The 12235/12236 Madhupur - Anand Vihar Terminal Humsafar Express is a superfast train belonging to Northern Railway zone that runs between Madhupur Junction and Anand Vihar Terminal of Delhi.

It is currently being operated with 22465/22466 train numbers on a weekly basis.

Coach Composition 

The trains has 3-tier AC and sleeper class type booking options.

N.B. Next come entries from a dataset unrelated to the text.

/*
 * Copyright (c) godot-rust; Bromeon and contributors.
 * This Source Code Form is subject to the terms of the Mozilla Public
 * License, v. 2.0. If a copy of the MPL was not distributed with this
 * file, You can obtain one at https://mozilla.org/MPL/2.0/.
 */

use sys::{ArgumentMetadata, DefaultArg, MethodSpec, ParamMeta, ReturnMeta, SlotType, VariantType};

use crate::builtin::{GString, StringName, Variant};
use crate::meta::class_ptrcall;
use crate::obj::bounds::MemManual;
use crate::obj::{Gd, Inherits, NoBase};
use crate::registry::VirtualMethodSpec;
use crate::sys;

engine_class!(
    /// Root of the class hierarchy.
    Object: NoBase,
    memory = MemManual,
    inherits = [],
    virtuals = OBJECT_VIRTUALS,
);

/// Methods of [`Object`], available on every `Gd<T>`.
pub trait ObjectApi {
    /// Name of the object's dynamic class, e.g. `"Node2D"` for a `Gd<Object>` pointing to a node.
    fn get_class(&self) -> GString;

    /// Whether the object is an instance of `class` or one of its subclasses.
    fn is_class(&self, class: &str) -> bool;

    fn set_meta(&mut self, name: &str, value: &Variant);

    /// Metadata entry `name`, or nil if there is none.
    fn get_meta(&self, name: &str) -> Variant;

    /// Metadata entry `name`, or `default` if there is none.
    fn get_meta_ex(&self, name: &str, default: &Variant) -> Variant;

    fn has_meta(&self, name: &str) -> bool;
}

impl<T: Inherits<Object>> ObjectApi for Gd<T> {
    fn get_class(&self) -> GString {
        // SAFETY: `obj_sys()` checks that the object is alive; `T` inherits the method's class.
        unsafe { class_ptrcall("Object", "get_class", self.obj_sys(), ()) }
    }

    fn is_class(&self, class: &str) -> bool {
        unsafe { class_ptrcall("Object", "is_class", self.obj_sys(), (class,)) }
    }

    fn set_meta(&mut self, name: &str, value: &Variant) {
        let name = StringName::from(name);
        unsafe { class_ptrcall("Object", "set_meta", self.obj_sys(), (name, value.clone())) }
    }

    fn get_meta(&self, name: &str) -> Variant {
        // Omitted default is filled in by the call frame.
        let name = StringName::from(name);
        unsafe { class_ptrcall("Object", "get_meta", self.obj_sys(), (name,)) }
    }

    fn get_meta_ex(&self, name: &str, default: &Variant) -> Variant {
        let name = StringName::from(name);
        unsafe { class_ptrcall("Object", "get_meta", self.obj_sys(), (name, default.clone())) }
    }

    fn has_meta(&self, name: &str) -> bool {
        let name = StringName::from(name);
        unsafe { class_ptrcall("Object", "has_meta", self.obj_sys(), (name,)) }
    }
}

// ----------------------------------------------------------------------------------------------------------------------------------------------

pub(crate) static OBJECT_METHODS: &[MethodSpec] = &[
    MethodSpec::class("Object", "get_class", 201670096, &[], ReturnMeta::value(VariantType::String)),
    MethodSpec::class(
        "Object",
        "is_class",
        3927539163,
        &[ParamMeta::value("class", VariantType::String)],
        ReturnMeta::value(VariantType::Bool),
    ),
    MethodSpec::class(
        "Object",
        "set_meta",
        3776071444,
        &[
            ParamMeta::value("name", VariantType::StringName),
            ParamMeta::new("value", SlotType::Variant),
        ],
        ReturnMeta::VOID,
    ),
    MethodSpec::class(
        "Object",
        "get_meta",
        3990617847,
        &[
            ParamMeta::value("name", VariantType::StringName),
            ParamMeta::new("default", SlotType::Variant).with_default(DefaultArg::Nil),
        ],
        ReturnMeta::owned(SlotType::Variant),
    ),
    MethodSpec::class(
        "Object",
        "has_meta",
        2619796661,
        &[ParamMeta::value("name", VariantType::StringName)],
        ReturnMeta::value(VariantType::Bool),
    ),
];

const OBJECT_VIRTUALS: &[VirtualMethodSpec] = &[
    VirtualMethodSpec::new(
        "_set",
        &[
            ParamMeta::value("property", VariantType::StringName),
            ParamMeta::new("value", SlotType::Variant),
        ],
        ReturnMeta::value(VariantType::Bool),
    ),
    VirtualMethodSpec::new(
        "_get",
        &[ParamMeta::value("property", VariantType::StringName)],
        ReturnMeta::owned(SlotType::Variant),
    ),
    VirtualMethodSpec::new("_to_string", &[], ReturnMeta::value(VariantType::String)),
    VirtualMethodSpec::new(
        "_notification",
        &[ParamMeta::value("what", VariantType::Int).with_metadata(ArgumentMetadata::IntIsInt32)],
        ReturnMeta::VOID,
    ),
];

The trains designed by Indian Railways with features of LED screen display to show information about stations, train speed etc. and will have announcement system as well, Vending machines for tea, coffee and milk, Bio toilets in compartments as well as CCTV cameras.

Service

The 12235/Madhupur - Anand Vihar Terminal Humsafar Express has an average speed of 69 km/hr and covers 1236 km in 17h 50m.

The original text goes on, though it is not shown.